Génial. J’ai déjà plein de questions en tête, mais est-ce que tu peux, sur les 10 stratégies, nous en partager une ?

Bien sûr. Je vais essayer de partager ce qui me permettra de ne pas avoir un développement trop long. Alors, les stratégies, quand je les annonce, paraissent toujours simples. Déjà, ce qui est simple, généralement, se conçoit avec beaucoup de travail et après, il faut la dérouler. J’ai un cas de figure très simple. Par exemple, une personne a un nouveau responsable hiérarchique et il y a une stratégie qu’on appelle la non-reconnaissance du responsable hiérarchique. Ça veut dire quoi ? Quand une personne a un nouveau responsable hiérarchique, pourquoi c’est vraiment une fenêtre de tir pour la négociation de sa rupture ? C’est parce que cette personne vient d’arriver et son premier objectif, c’est de délivrer des résultats, ce n’est pas de gérer les problèmes du passé. Ensuite, il vient d’arriver, donc il a tout crédit auprès de l’entreprise. L’entreprise ne va pas lui dire : non, je ne suis pas d’accord avec tes décisions, etc. Donc tenant compte de ces deux choses, il a la capacité à résoudre le sujet de mes clients qui souhaiteraient quitter l’entreprise parce que lui, ce qu’il veut, c’est se débarrasser des problèmes du passé pour se concentrer sur le business et sur le développement. C’est légitime, il est là pour ça. Donc une des stratégies consiste – après mon métier est un métier de mots, là, je vais résumer, au niveau des mots, on est beaucoup plus fins –si je caricature en « je ne te reconnais pas comme patron ». Après, le déploiement par les mots de cette stratégie est beaucoup plus subtil, beaucoup plus fin, beaucoup plus sous-entendu, etc. Ce qui fait qu’à la fin, le patron en question va dire : écoute, je suis désolé, tu sais, on ne peut pas de garder dans l’organisation, la vie change etc. Donc j’amène la personne en face à conclure que mon client ne peut pas rester, alors qu’à l’origine, c’est mon client qui avait initié la problématique. Ça, c’est l’une des stratégies.

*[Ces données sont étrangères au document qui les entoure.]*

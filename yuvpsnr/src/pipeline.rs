//! The read -> dispatch -> admit -> drain loop.

use std::fs::File;
use std::io::{BufReader, Read};
use std::path::Path;

use crate::aggregate::{FrameAggregator, FrameReport, StreamTotals};
use crate::diff::{dispatch, TaskHandle};
use crate::geometry::{FrameGeometry, Plane, DEFAULT_HEIGHT, DEFAULT_WIDTH};
use crate::queue::{Admission, PlaneQueues};
use crate::reader::{PlaneWindowReader, ShortReadPolicy};
use crate::PsnrError;

/// Comparison parameters.
///
/// ```rust
/// use yuvpsnr::{CompareParams, ShortReadPolicy};
///
/// let params = CompareParams::new()
///     .with_dimensions(1920, 1080)
///     .with_concurrency(4)      // up to 12 windows in flight
///     .with_short_read(ShortReadPolicy::ZeroFill);
/// assert_eq!(params.width(), 1920);
/// ```
#[derive(Debug, Clone)]
pub struct CompareParams {
    width: usize,
    height: usize,
    concurrency: usize,
    short_read: ShortReadPolicy,
}

impl Default for CompareParams {
    fn default() -> Self {
        Self {
            width: DEFAULT_WIDTH,
            height: DEFAULT_HEIGHT,
            concurrency: 1,
            short_read: ShortReadPolicy::Reject,
        }
    }
}

impl CompareParams {
    #[must_use]
    pub fn new() -> Self {
        Self::default()
    }

    /// Sets the frame size in luma samples.
    #[must_use]
    pub fn with_dimensions(mut self, width: usize, height: usize) -> Self {
        self.width = width;
        self.height = height;
        self
    }

    /// Sets the concurrency unit. The admission bound is three times this.
    #[must_use]
    pub fn with_concurrency(mut self, concurrency: usize) -> Self {
        self.concurrency = concurrency;
        self
    }

    #[must_use]
    pub fn with_short_read(mut self, policy: ShortReadPolicy) -> Self {
        self.short_read = policy;
        self
    }

    #[must_use]
    pub fn width(&self) -> usize {
        self.width
    }

    #[must_use]
    pub fn height(&self) -> usize {
        self.height
    }

    #[must_use]
    pub fn concurrency(&self) -> usize {
        self.concurrency
    }

    #[must_use]
    pub fn short_read(&self) -> ShortReadPolicy {
        self.short_read
    }
}

/// Counters describing how a run went.
#[derive(Debug, Clone, Copy, Default, PartialEq, Eq)]
pub struct PipelineStats {
    /// Windows handed to workers.
    pub windows: u64,
    /// Frames drained early to stay under the admission bound.
    pub admission_drains: u64,
    /// Largest number of unresolved windows seen after a submit.
    pub peak_outstanding: usize,
    /// Windows that were zero-padded.
    pub zero_filled: u64,
    /// Windows of a trailing incomplete frame that were dropped.
    pub discarded: u64,
}

/// Outcome of a full comparison.
#[derive(Debug, Clone, Copy, PartialEq)]
pub struct StreamReport {
    pub totals: StreamTotals,
    pub stats: PipelineStats,
    /// Admission bound in effect.
    pub bound: usize,
}

#[derive(Debug, Clone, Copy, PartialEq, Eq)]
enum State {
    Reading,
    Draining,
    Done,
}

/// One comparison between two YUV streams.
pub struct Comparison<R0, R1> {
    reader: PlaneWindowReader<R0, R1>,
    admission: Admission,
    queues: PlaneQueues,
    aggregator: FrameAggregator,
    stats: PipelineStats,
    state: State,
}

impl<R0: Read, R1: Read> Comparison<R0, R1> {
    /// Sets up a comparison of `first` against `second`.
    ///
    /// # Errors
    /// [`PsnrError::InvalidGeometry`] or [`PsnrError::InvalidConcurrency`].
    pub fn new(first: R0, second: R1, params: &CompareParams) -> Result<Self, PsnrError> {
        let geometry = FrameGeometry::new(params.width, params.height)?;
        let admission = Admission::new(params.concurrency)?;
        Ok(Self {
            reader: PlaneWindowReader::new(first, second, geometry, params.short_read),
            admission,
            queues: PlaneQueues::new(),
            aggregator: FrameAggregator::new(geometry),
            stats: PipelineStats::default(),
            state: State::Reading,
        })
    }

    /// Runs to completion, calling `on_frame` for every frame in order.
    ///
    /// # Errors
    /// Read failures, short reads under [`ShortReadPolicy::Reject`],
    /// queue desynchronization and worker failures. No totals are produced
    /// once an error is hit.
    pub fn run(
        mut self,
        mut on_frame: impl FnMut(&FrameReport),
    ) -> Result<StreamReport, PsnrError> {
        while let Some(window) = self.reader.next_window()? {
            let drained = self
                .admission
                .admit(&mut self.queues, &mut self.aggregator, &mut on_frame)?;
            self.stats.admission_drains += drained as u64;

            let plane = window.plane;
            self.queues.submit(plane, dispatch(window)?);
            self.stats.windows += 1;
            self.stats.peak_outstanding = self
                .stats
                .peak_outstanding
                .max(self.queues.total_outstanding());
        }
        self.stats.zero_filled = self.reader.zero_filled_windows();

        self.transition(State::Draining);
        if self.reader.is_mid_frame() {
            self.discard_trailing_frame(&mut on_frame)?;
        }
        while let Some(report) = self.aggregator.drain_one_frame(&mut self.queues)? {
            on_frame(&report);
        }
        self.transition(State::Done);

        let totals = self.aggregator.finish();
        tracing::info!(
            frames = totals.frames,
            windows = self.stats.windows,
            peak_outstanding = self.stats.peak_outstanding,
            bound = self.admission.bound(),
            "comparison finished"
        );
        Ok(StreamReport {
            totals,
            stats: self.stats,
            bound: self.admission.bound(),
        })
    }

    /// Drops the handles of a frame that both streams ended inside.
    ///
    /// Complete frames queued ahead of it are drained first. The trailing
    /// handles are still waited on, since jobs cannot be cancelled, but
    /// their results are not accumulated.
    fn discard_trailing_frame(
        &mut self,
        on_frame: &mut impl FnMut(&FrameReport),
    ) -> Result<(), PsnrError> {
        // The partial frame has no V window, so V counts the whole frames.
        for _ in 0..self.queues.len(Plane::V) {
            if let Some(report) = self.aggregator.drain_one_frame(&mut self.queues)? {
                on_frame(&report);
            }
        }
        let partial = self.queues.take_all();
        let frame = partial.first().map(TaskHandle::frame);
        tracing::warn!(
            frame,
            windows = partial.len(),
            "input ended inside a frame, discarding it"
        );
        self.stats.discarded += partial.len() as u64;
        for handle in partial {
            handle.wait()?;
        }
        Ok(())
    }

    fn transition(&mut self, next: State) {
        tracing::debug!(from = ?self.state, to = ?next, "pipeline state");
        self.state = next;
    }
}

/// Opens two files and compares them.
///
/// # Errors
/// [`PsnrError::Open`] if either file cannot be opened, otherwise anything
/// [`Comparison::run`] reports.
pub fn compare_files(
    first: impl AsRef<Path>,
    second: impl AsRef<Path>,
    params: &CompareParams,
    on_frame: impl FnMut(&FrameReport),
) -> Result<StreamReport, PsnrError> {
    let open = |path: &Path| {
        File::open(path)
            .map(BufReader::new)
            .map_err(|source| PsnrError::Open {
                path: path.to_path_buf(),
                source,
            })
    };
    let first = open(first.as_ref())?;
    let second = open(second.as_ref())?;
    Comparison::new(first, second, params)?.run(on_frame)
}

/// Compares two in-memory or streaming inputs.
///
/// # Errors
/// See [`Comparison::new`] and [`Comparison::run`].
pub fn compare_streams<R0: Read, R1: Read>(
    first: R0,
    second: R1,
    params: &CompareParams,
    on_frame: impl FnMut(&FrameReport),
) -> Result<StreamReport, PsnrError> {
    Comparison::new(first, second, params)?.run(on_frame)
}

Juste pour revenir là-dessus, si je comprends bien, c’est qu’en plus, même ton patron ne subit pas la situation, parce que quand il arrive sur un nouveau périmètre, il subit une équipe qui est en place et c’est généralement un problème que l’on me remonte sur des managers qu’on accompagne, c’est comment j’amène de la performance dans une équipe que je n’ai pas choisie, et donc là, tu lui redonnes du libre arbitre pour constituer une forme de dream team pour lui ?

C’est exactement ça et je vais même aller plus loin. Dans des missions que l’on appelle de prise de poste, il peut paraitre utile pour une personne qui prend un poste, surtout à haut niveau, de se séparer de certaines personnes, notamment ce qu’on appelle des Barry par exemple, déjà pour constituer son équipe à lui ou à elle, mais également pour montrer qu’il a l’autorité sur l’équipe. Donc nous, dans nos démarches, dans l’accompagnement de nos clients, on va sur ce terrain aussi, ce qui fait que ce responsable hiérarchique qui se sépare de mon client, finalement, il est très content. C’est pour ça que la méthodologie que l’on a développée est une méthodologie qui lisse les relations, qui fluidifie les relations, parce que le cadre peut rebondir sereinement et l’entreprise, finalement, peut se développer sereinement. Mon métier, il est là. Je suis vraiment à la recherche d’équilibre pour que les gens dialoguent et discutent.

Top, c’est vraiment intéressant. Tu allais aborder un deuxième point ou une deuxième stratégie avant que je te coupe.  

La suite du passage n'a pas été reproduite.